- Mary-Averett Seelye, from a 1958 magazine
- Born: March 11, 1919 Chatham, New Jersey, US
- Died: March 30, 2013 (aged 94) Mitchellville, Maryland, US
- Occupation(s): Performance artist, dancer, theatre professional
- Relatives: Talcott Williams Seelye (brother); Dorothea Seelye Franck (sister); Kate Seelye (niece); Julius Hawley Seelye (great-grandfather)

= Mary-Averett Seelye =

American performer (1919–2013)

Mary-Averett Seelye (March 11, 1919 – March 30, 2013) was an American performance artist, dancer, actress, choreographer, and director.

== Early life and education ==
Seelye was born in Chatham, New Jersey, the daughter of Laurens H. Seelye and Kate Chambers Seelye. She was raised in Beirut, where her father was a university professor and her mother taught at a girls' school. She earned a bachelor's degree at Bennington College in 1940, and completed a master's degree at the University of North Carolina in 1944.

Her younger brother Talcott Williams Seelye was an American diplomat, ambassador to Tunisia and Syria; his daughter Kate Seelye became a journalist. One great-grandfather was Julius Hawley Seelye, president of Amherst College, and his brother Laurenus Clark Seelye was president of Smith College. Other noted members of the extended Seelye family included Benjamin Rush Rhees, president of the University of Rochester, and his son, the philosopher Rush Rhees; and geologist Benjamin Kendall Emerson. Another of Seelye's great-grandfathers, William Frederic Williams, was a Presbyterian missionary in Turkey and Syria.

== Career ==
Seelye was co-founder and director (from 1949 to 1958) of the Theatre Lobby, an experimental theatre company in Washington, D.C. She was an arts associate on the staff of the American Association of University Women (AAUW) from 1950, and toured the United States in the 1960s and 1970s, giving workshops on creativity and performance, under the AAUW's sponsorship. She was co-author of People Space (1969, with architect Melita Rodeck). Seelye was also involved in founding the Capital Area Modern Dance Council, with Pola Nirenska, Erika Thimey, and other Washington-based dancers.

In 1979, she gave an oral history interview for the Bennington Summer School of the Dance Project at the Columbia Center for Oral History Research.
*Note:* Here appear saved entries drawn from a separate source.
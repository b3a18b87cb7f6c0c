//! In-memory [`Dataset`] implementation.
//!
//! Used by the test suite and by callers that already hold the grid in
//! memory. Variables are built with [`MemVariable::new`] and decorated with
//! attributes through [`MemVariable::with_attr`].

use std::collections::HashMap;

use ahash::RandomState;

use super::{AttrValue, DataVariable, Dataset, Dim, NdArray};
use crate::envgrid_errors::EnvgridError;

/// A variable backed by an owned [`NdArray`].
#[derive(Debug, Clone)]
pub struct MemVariable {
    name: String,
    dims: Vec<String>,
    array: NdArray,
    attrs: HashMap<String, AttrValue, RandomState>,
}

impl MemVariable {
    /// Arguments
    /// ---------
    /// * `name`: variable name
    /// * `dims`: dimension names, outermost first, one per array axis
    /// * `array`: the sample payload
    pub fn new(name: impl Into<String>, dims: &[&str], array: NdArray) -> Self {
        MemVariable {
            name: name.into(),
            dims: dims.iter().map(|d| d.to_string()).collect(),
            array,
            attrs: HashMap::default(),
        }
    }

    /// Attach an attribute (builder style).
    pub fn with_attr(mut self, name: impl Into<String>, value: AttrValue) -> Self {
        self.attrs.insert(name.into(), value);
        self
    }

    /// Attach a text attribute (builder style).
    pub fn with_text_attr(self, name: impl Into<String>, value: impl Into<String>) -> Self {
        self.with_attr(name, AttrValue::Text(value.into()))
    }
}

impl DataVariable for MemVariable {
    fn name(&self) -> &str {
        &self.name
    }

    fn dimension_names(&self) -> Vec<String> {
        self.dims.clone()
    }

    fn shape(&self) -> Vec<usize> {
        self.array.shape().to_vec()
    }

    fn attribute(&self, name: &str) -> Option<AttrValue> {
        self.attrs.get(name).cloned()
    }

    fn read(&self) -> Result<NdArray, EnvgridError> {
        Ok(self.array.clone())
    }
}

/// An in-memory container of dimensions, variables and groups.
#[derive(Debug, Clone, Default)]
pub struct MemDataset {
    location: String,
    dims: Vec<Dim>,
    vars: Vec<MemVariable>,
    groups: HashMap<String, Vec<MemVariable>, RandomState>,
    attrs: HashMap<String, AttrValue, RandomState>,
}

impl MemDataset {
    pub fn new(location: impl Into<String>) -> Self {
        MemDataset {
            location: location.into(),
            ..Default::default()
        }
    }

    pub fn add_dimension(&mut self, name: impl Into<String>, len: usize) -> &mut Self {
        self.dims.push(Dim::new(name, len));
        self
    }

    pub fn add_variable(&mut self, var: MemVariable) -> &mut Self {
        self.vars.push(var);
        self
    }

    pub fn add_group_variable(&mut self, group: impl Into<String>, var: MemVariable) -> &mut Self {
        self.groups.entry(group.into()).or_default().push(var);
        self
    }

    pub fn set_attribute(&mut self, name: impl Into<String>, value: AttrValue) -> &mut Self {
        self.attrs.insert(name.into(), value);
        self
    }
}

impl Dataset for MemDataset {
    type Var = MemVariable;

    fn location(&self) -> &str {
        &self.location
    }

    fn dimensions(&self) -> Vec<Dim> {
        self.dims.clone()
    }

    fn variables(&self) -> Vec<&MemVariable> {
        self.vars.iter().collect()
    }

    fn group_variables(&self, group: &str) -> Vec<&MemVariable> {
        self.groups
            .get(group)
            .map(|vs| vs.iter().collect())
            .unwrap_or_default()
    }

    fn attribute(&self, name: &str) -> Option<AttrValue> {
        self.attrs.get(name).cloned()
    }
}
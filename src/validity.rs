//! Raw-value validity and normalization.
//!
//! Packed grids carry a fill value, an optional valid range, and a linear
//! `scale_factor`/`add_offset` pair. [`ValueConv`] captures those per
//! variable, decides whether a raw sample is valid, and converts valid raw
//! samples to physical values. Validity is always checked on the **raw**
//! (pre-scaling) value.

use std::sync::LazyLock;

use regex::Regex;

use crate::constants::{
    ATT_ADD_OFFSET, ATT_FILL_VALUE, ATT_MISSING_VALUE, ATT_SCALE_FACTOR, ATT_VALID_MAX,
    ATT_VALID_MIN, ATT_VALID_RANGE, FILL_EPS,
};
use crate::dataset::DataVariable;

/// Case-insensitive `log(unit)` / `lg(unit)` wrapper, capturing the inner unit.
static LOG_UNIT_RE: LazyLock<Regex> =
    LazyLock::new(|| Regex::new(r"(?i)^\s*lo?g\((.*)\)\s*$").unwrap());

/// Per-variable fill/range/scale parameters.
#[derive(Debug, Clone, Copy, PartialEq)]
pub struct ValueConv {
    /// Fill value on the raw scale; NaN when the variable declares none.
    fill: f64,
    /// Inclusive raw valid range.
    range: Option<(f64, f64)>,
    scale: f64,
    offset: f64,
}

impl ValueConv {
    /// Pass-through conversion: no fill, no range, identity scaling.
    pub fn identity() -> Self {
        ValueConv {
            fill: f64::NAN,
            range: None,
            scale: 1.0,
            offset: 0.0,
        }
    }

    /// Extract the conversion parameters from a variable's attributes.
    ///
    /// `_FillValue` wins over `missing_value`. `valid_range` wins over the
    /// single-sided `valid_min`/`valid_max` pair; a non-finite range bound
    /// disables the range check, a missing single side is open.
    pub fn for_variable<V: DataVariable>(var: &V) -> Self {
        let fill = var
            .attribute(ATT_FILL_VALUE)
            .and_then(|a| a.as_f64())
            .or_else(|| var.attribute(ATT_MISSING_VALUE).and_then(|a| a.as_f64()))
            .unwrap_or(f64::NAN);

        let range = match var.attribute(ATT_VALID_RANGE) {
            Some(a) => {
                let lo = a.f64_at(0);
                let hi = a.f64_at(1);
                match (lo, hi) {
                    (Some(lo), Some(hi)) if lo.is_finite() && hi.is_finite() => Some((lo, hi)),
                    _ => None,
                }
            }
            None => {
                let lo = var.attribute(ATT_VALID_MIN).and_then(|a| a.as_f64());
                let hi = var.attribute(ATT_VALID_MAX).and_then(|a| a.as_f64());
                match (lo, hi) {
                    (None, None) => None,
                    (lo, hi) => Some((
                        lo.unwrap_or(f64::NEG_INFINITY),
                        hi.unwrap_or(f64::INFINITY),
                    )),
                }
            }
        };

        let scale = var
            .attribute(ATT_SCALE_FACTOR)
            .and_then(|a| a.as_f64())
            .unwrap_or(1.0);
        let offset = var
            .attribute(ATT_ADD_OFFSET)
            .and_then(|a| a.as_f64())
            .unwrap_or(0.0);

        ValueConv {
            fill,
            range,
            scale,
            offset,
        }
    }

    /// Is this raw (pre-scaling) value usable?
    ///
    /// Rejects NaN, the fill value (relative tolerance `1e-9`), and values
    /// outside the declared valid range.
    pub fn is_raw_valid(&self, raw: f64) -> bool {
        if raw.is_nan() {
            return false;
        }
        if !self.fill.is_nan() {
            let tol = FILL_EPS * self.fill.abs().max(1.0);
            if (raw - self.fill).abs() <= tol {
                return false;
            }
        }
        if let Some((lo, hi)) = self.range {
            if raw < lo || raw > hi {
                return false;
            }
        }
        true
    }

    /// Convert a raw value to the physical scale.
    pub fn apply(&self, raw: f64) -> f64 {
        raw * self.scale + self.offset
    }
}

/// Strip a `log(...)`/`lg(...)` wrapper from a units string.
///
/// Return
/// ------
/// * `(inner_or_original, was_logarithmic)`
pub fn strip_log_unit(unit: &str) -> (String, bool) {
    match LOG_UNIT_RE.captures(unit) {
        Some(caps) => (caps[1].trim().to_string(), true),
        None => (unit.to_string(), false),
    }
}

/// Factor converting one unit of `unit` to meters, for the length units the
/// depth axis is allowed to carry. Unknown units are taken as meters.
pub fn meters_from_unit(unit: &str) -> f64 {
    match unit.trim().to_ascii_lowercase().as_str() {
        "km" => 1_000.0,
        "dm" => 0.1,
        "cm" => 0.01,
        "mm" => 0.001,
        "ft" => 0.3048,
        _ => 1.0,
    }
}

#[cfg(test)]
mod validity_test {
    use super::*;
    use crate::dataset::memory::MemVariable;
    use crate::dataset::{AttrValue, NdArray};

    fn var_with(attrs: &[(&str, AttrValue)]) -> MemVariable {
        let mut v = MemVariable::new("v", &["x"], NdArray::new(vec![0.0], vec![1]).unwrap());
        for (name, value) in attrs {
            v = v.with_attr(*name, value.clone());
        }
        v
    }

    #[test]
    fn test_fill_value_rejected() {
        let conv = ValueConv::for_variable(&var_with(&[(
            ATT_FILL_VALUE,
            AttrValue::Number(-9999.0),
        )]));
        assert!(!conv.is_raw_valid(-9999.0));
        assert!(!conv.is_raw_valid(-9999.000001));
        assert!(conv.is_raw_valid(-9998.0));
        assert!(conv.is_raw_valid(0.0));
    }

    #[test]
    fn test_missing_value_fallback() {
        let conv =
            ValueConv::for_variable(&var_with(&[(ATT_MISSING_VALUE, AttrValue::Number(1e20))]));
        assert!(!conv.is_raw_valid(1e20));
        assert!(conv.is_raw_valid(25.0));
    }

    #[test]
    fn test_valid_range() {
        let conv = ValueConv::for_variable(&var_with(&[(
            ATT_VALID_RANGE,
            AttrValue::Numbers(vec![0.0, 40.0]),
        )]));
        assert!(conv.is_raw_valid(0.0));
        assert!(conv.is_raw_valid(40.0));
        assert!(!conv.is_raw_valid(-0.1));
        assert!(!conv.is_raw_valid(40.1));
    }

    #[test]
    fn test_nonfinite_range_ignored() {
        let conv = ValueConv::for_variable(&var_with(&[(
            ATT_VALID_RANGE,
            AttrValue::Numbers(vec![f64::NEG_INFINITY, 40.0]),
        )]));
        assert!(conv.is_raw_valid(-1e30));
    }

    #[test]
    fn test_single_sided_min() {
        let conv =
            ValueConv::for_variable(&var_with(&[(ATT_VALID_MIN, AttrValue::Number(0.0))]));
        assert!(!conv.is_raw_valid(-1.0));
        assert!(conv.is_raw_valid(1e12));
    }

    #[test]
    fn test_scale_and_offset() {
        let conv = ValueConv::for_variable(&var_with(&[
            (ATT_SCALE_FACTOR, AttrValue::Number(0.01)),
            (ATT_ADD_OFFSET, AttrValue::Number(20.0)),
        ]));
        assert_eq!(conv.apply(250.0), 22.5);
    }

    #[test]
    fn test_nan_always_invalid() {
        assert!(!ValueConv::identity().is_raw_valid(f64::NAN));
    }

    #[test]
    fn test_strip_log_unit() {
        assert_eq!(strip_log_unit("log(mg.m-3)"), ("mg.m-3".into(), true));
        assert_eq!(strip_log_unit("  LG( mg.m-3 ) "), ("mg.m-3".into(), true));
        assert_eq!(strip_log_unit("mg.m-3"), ("mg.m-3".into(), false));
    }

    #[test]
    fn test_meters_from_unit() {
        assert_eq!(meters_from_unit("km"), 1000.0);
        assert_eq!(meters_from_unit("CM"), 0.01);
        assert_eq!(meters_from_unit("m"), 1.0);
        assert_eq!(meters_from_unit("fathoms"), 1.0);
    }
}
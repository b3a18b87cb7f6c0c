//! Row-major N-dimensional array of `f64` samples.
//!
//! This is the bulk-read payload handed over by a [`DataVariable`]: a flat
//! buffer plus a shape, indexed with last-axis-fastest (row-major) strides.
//! Coordinate variables are read through a *projected* index tuple that may
//! have fewer dimensions than the array itself; missing trailing indices are
//! treated as zero so that a degenerate (empty) projection reads the origin.
//!
//! [`DataVariable`]: super::DataVariable

/// A dense row-major array with an explicit shape.
#[derive(Debug, Clone, PartialEq)]
pub struct NdArray {
    data: Vec<f64>,
    shape: Vec<usize>,
}

impl NdArray {
    /// Build an array from a flat buffer and a shape.
    ///
    /// Arguments
    /// ---------
    /// * `data`: row-major samples, `shape.iter().product()` elements
    /// * `shape`: per-axis lengths, outermost first
    ///
    /// Return
    /// ------
    /// * `Some(NdArray)` if the buffer length matches the shape, else `None`
    pub fn new(data: Vec<f64>, shape: Vec<usize>) -> Option<Self> {
        let expected: usize = shape.iter().product();
        if data.len() != expected {
            return None;
        }
        Some(NdArray { data, shape })
    }

    /// A rank-0 array holding a single value.
    pub fn scalar(value: f64) -> Self {
        NdArray {
            data: vec![value],
            shape: Vec::new(),
        }
    }

    pub fn shape(&self) -> &[usize] {
        &self.shape
    }

    pub fn rank(&self) -> usize {
        self.shape.len()
    }

    pub fn len(&self) -> usize {
        self.data.len()
    }

    pub fn is_empty(&self) -> bool {
        self.data.is_empty()
    }

    /// Row-major flat offset for an index tuple.
    ///
    /// The tuple may be *shorter* than the rank: missing trailing axes are
    /// read at position 0. A tuple longer than the rank, or any index out of
    /// bounds, yields `None`.
    fn linear_index(&self, idx: &[usize]) -> Option<usize> {
        if idx.len() > self.shape.len() {
            return None;
        }
        let mut flat = 0usize;
        let mut stride = 1usize;
        for (axis, &dim) in self.shape.iter().enumerate().rev() {
            let i = idx.get(axis).copied().unwrap_or(0);
            if i >= dim {
                return None;
            }
            flat += i * stride;
            stride *= dim;
        }
        Some(flat)
    }

    /// Read the value at an index tuple (see [`Self::linear_index`] for the
    /// short-tuple semantics).
    pub fn at(&self, idx: &[usize]) -> Option<f64> {
        let flat = self.linear_index(idx)?;
        self.data.get(flat).copied()
    }
}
That same year, she was named one of seven distinguished alumnae at Bennington College's fiftieth anniversary celebrations.
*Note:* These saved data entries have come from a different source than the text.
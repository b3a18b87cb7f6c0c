//! Trajectory extraction, history dedup, log units, time fallbacks, and
//! sequential/parallel equivalence.

mod common;

use approx::assert_relative_eq;
use envgrid::dataset::memory::{MemDataset, MemVariable};
use envgrid::dataset::{AttrValue, NdArray};
use envgrid::time::{epoch_from_millis, epoch_zero};
use envgrid::{
    extract_variable, extract_variable_parallel, point_id, ExtractFilter, VarType,
};

use common::{grid_frame, sst_var, trajectory_dataset, T0_MS, TIME_UNITS};

#[test]
fn test_trajectory_extraction() {
    let ds = trajectory_dataset(
        &[0.0, 60.0, 120.0],
        &[41.10, 41.11, 41.12],
        &[-8.70, -8.71, -8.72],
        &[1.5, 1.6, 1.7],
        "mg.m-3",
    );
    let out = extract_variable(&ds, "chl", &ExtractFilter::default()).unwrap();
    assert_eq!(out.info.var_type, VarType::GeoTrajectory);
    assert_eq!(out.points.len(), 3);

    let p = &out.points[&point_id(41.11, -8.71)];
    assert_eq!(p.value, 1.6);
    assert_eq!(p.time, epoch_from_millis(T0_MS + 60_000.0));
    // Trajectories keep the full counter.
    assert_eq!(p.indexes_xy.as_ref().unwrap().as_slice(), &[1]);

    assert_eq!(out.from_date, Some(epoch_from_millis(T0_MS)));
    assert_eq!(out.to_date, Some(epoch_from_millis(T0_MS + 120_000.0)));
}

#[test]
fn test_revisited_position_builds_history() {
    // The platform passes the same spot twice at different times.
    let ds = trajectory_dataset(
        &[0.0, 60.0],
        &[41.10, 41.10],
        &[-8.70, -8.70],
        &[1.5, 2.5],
        "mg.m-3",
    );
    let out = extract_variable(&ds, "chl", &ExtractFilter::default()).unwrap();
    assert_eq!(out.points.len(), 1);
    let p = &out.points[&point_id(41.10, -8.70)];
    assert_eq!(p.history().len(), 2);
    // Canonical fields come from the first accepted sample.
    assert_eq!(p.value, 1.5);
    assert_eq!(p.indexes_xy.as_ref().unwrap().as_slice(), &[0]);
}

#[test]
fn test_duplicate_time_depth_dropped() {
    // Same identity, same timestamp, no depth axis: the second sample is a
    // duplicate even though its value differs.
    let ds = trajectory_dataset(
        &[0.0, 0.0],
        &[41.10, 41.10],
        &[-8.70, -8.70],
        &[1.5, 9.9],
        "mg.m-3",
    );
    let out = extract_variable(&ds, "chl", &ExtractFilter::default()).unwrap();
    let p = &out.points[&point_id(41.10, -8.70)];
    assert_eq!(p.history().len(), 1);
    assert_eq!(p.history()[0].value, 1.5);
}

#[test]
fn test_log_units_unlogged() {
    let ds = trajectory_dataset(&[0.0], &[41.10], &[-8.70], &[2.0], "log(mg.m-3)");
    let out = extract_variable(&ds, "chl", &ExtractFilter::default()).unwrap();
    assert!(out.info.log_scaled);
    assert_eq!(out.info.unit, "mg.m-3");
    assert_relative_eq!(out.points[&point_id(41.10, -8.70)].value, 100.0);
    assert_relative_eq!(out.info.min_val, 100.0);
}

#[test]
fn test_global_attr_time_fallback() {
    // No time variable at all: the file-level attribute supplies the date.
    let mut ds = MemDataset::new("mem://notime.nc");
    ds.add_dimension("lat", 1).add_dimension("lon", 1);
    ds.add_variable(MemVariable::new(
        "lat",
        &["lat"],
        NdArray::new(vec![10.0], vec![1]).unwrap(),
    ));
    ds.add_variable(MemVariable::new(
        "lon",
        &["lon"],
        NdArray::new(vec![-8.0], vec![1]).unwrap(),
    ));
    ds.add_variable(MemVariable::new(
        "sst",
        &["lat", "lon"],
        NdArray::new(vec![15.0], vec![1, 1]).unwrap(),
    ));
    ds.set_attribute(
        "date_created",
        AttrValue::Text("2013-07-04T00:00:00Z".into()),
    );

    let out = extract_variable(&ds, "sst", &ExtractFilter::default()).unwrap();
    let p = &out.points[&point_id(10.0, -8.0)];
    assert_eq!(p.time, epoch_from_millis(T0_MS));
    assert_eq!(out.from_date, Some(epoch_from_millis(T0_MS)));
}

#[test]
fn test_date_limit_degrades_timestamp() {
    let mut ds = grid_frame(&[0.0], &[10.0], &[-8.0]);
    ds.add_variable(sst_var(vec![15.0], vec![1, 1, 1]));
    // The coordinate time (2013) is older than the limit (2014); the cell is
    // still accepted, with the fallback timestamp.
    let filter = ExtractFilter {
        date_limit: Some(epoch_from_millis(1_400_000_000_000.0)),
        ..Default::default()
    };
    let out = extract_variable(&ds, "sst", &filter).unwrap();
    assert_eq!(out.cells_accepted, 1);
    let p = &out.points[&point_id(10.0, -8.0)];
    assert_eq!(p.time, epoch_zero());
}

#[test]
fn test_unmatched_time_axis_falls_back_to_attr() {
    // The time variable lives on its own dimension, matching no axis of the
    // scanned variable by name or length. Its values must not leak into the
    // timestamps; the file-level attribute supplies the date instead.
    let mut ds = MemDataset::new("mem://odd.nc");
    ds.add_dimension("lat", 1)
        .add_dimension("lon", 1)
        .add_dimension("record", 3);
    ds.add_variable(MemVariable::new(
        "lat",
        &["lat"],
        NdArray::new(vec![10.0], vec![1]).unwrap(),
    ));
    ds.add_variable(MemVariable::new(
        "lon",
        &["lon"],
        NdArray::new(vec![-8.0], vec![1]).unwrap(),
    ));
    ds.add_variable(
        MemVariable::new(
            "time",
            &["record"],
            NdArray::new(vec![86_400.0, 172_800.0, 259_200.0], vec![3]).unwrap(),
        )
        .with_text_attr("units", TIME_UNITS),
    );
    ds.add_variable(MemVariable::new(
        "sst",
        &["lat", "lon"],
        NdArray::new(vec![15.0], vec![1, 1]).unwrap(),
    ));
    ds.set_attribute(
        "date_created",
        AttrValue::Text("2020-01-01T00:00:00Z".into()),
    );

    let out = extract_variable(&ds, "sst", &ExtractFilter::default()).unwrap();
    let p = &out.points[&point_id(10.0, -8.0)];
    assert_eq!(p.time, epoch_from_millis(1_577_836_800_000.0));
    assert_eq!(out.from_date, Some(epoch_from_millis(1_577_836_800_000.0)));
}

#[test]
fn test_date_limit_guards_attr_fallback() {
    // A file-level attribute date older than the limit counts as absent, so
    // the timestamp degrades all the way to epoch 0.
    let mut ds = MemDataset::new("mem://notime.nc");
    ds.add_dimension("lat", 1).add_dimension("lon", 1);
    ds.add_variable(MemVariable::new(
        "lat",
        &["lat"],
        NdArray::new(vec![10.0], vec![1]).unwrap(),
    ));
    ds.add_variable(MemVariable::new(
        "lon",
        &["lon"],
        NdArray::new(vec![-8.0], vec![1]).unwrap(),
    ));
    ds.add_variable(MemVariable::new(
        "sst",
        &["lat", "lon"],
        NdArray::new(vec![15.0], vec![1, 1]).unwrap(),
    ));
    ds.set_attribute(
        "date_created",
        AttrValue::Text("2013-07-04T00:00:00Z".into()),
    );

    let filter = ExtractFilter {
        date_limit: Some(epoch_from_millis(1_400_000_000_000.0)),
        ..Default::default()
    };
    let out = extract_variable(&ds, "sst", &filter).unwrap();
    assert_eq!(out.cells_accepted, 1);
    assert_eq!(out.points[&point_id(10.0, -8.0)].time, epoch_zero());
}

#[test]
fn test_parallel_matches_sequential() {
    let mut ds = grid_frame(
        &[0.0, 3_600.0],
        &[10.0, 20.0],
        &[-8.0, -7.0],
    );
    // Two time steps over the same positions: every identity collects a
    // two-entry history.
    ds.add_variable(sst_var(
        vec![1.0, 2.0, 3.0, 4.0, 5.0, 6.0, 7.0, 8.0],
        vec![2, 2, 2],
    ));

    let filter = ExtractFilter::default();
    let seq = extract_variable(&ds, "sst", &filter).unwrap();
    let par = extract_variable_parallel(&ds, "sst", &filter).unwrap();

    assert_eq!(seq.points.len(), par.points.len());
    for (id, sp) in &seq.points {
        let pp = &par.points[id];
        assert_eq!(pp.value, sp.value);
        assert_eq!(pp.time, sp.time);
        assert_eq!(pp.indexes_xy, sp.indexes_xy);
        assert_eq!(pp.history().len(), sp.history().len());
        for (a, b) in pp.history().iter().zip(sp.history()) {
            assert_eq!(a.time, b.time);
            assert_eq!(a.value, b.value);
        }
    }
    assert_eq!(seq.cells_accepted, par.cells_accepted);
    assert_eq!(seq.from_date, par.from_date);
    assert_eq!(seq.to_date, par.to_date);
    assert_eq!(seq.info.min_val, par.info.min_val);
    assert_eq!(seq.info.max_val, par.info.max_val);

    let p = &par.points[&point_id(20.0, -7.0)];
    assert_eq!(p.history().len(), 2);
    assert_eq!(p.value, 4.0);
}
Seelye was often described as tall, thin, and angular, all characteristics which gave shape to her performances, which she called "poetry-in-dance", and which she sometimes accentuated with flowing costumes. She sometimes included Turkish or Arabic poetry in her performances. Near the end of her career, she created a video archive of her works with filmmaker Vin Grabill.

== Personal life ==
Seelye died in a nursing home in Mitchellville, Maryland in 2013, aged 94 years. Her papers are part of the Williams-Chambers-Seelye-Franck Family Papers at Amherst College.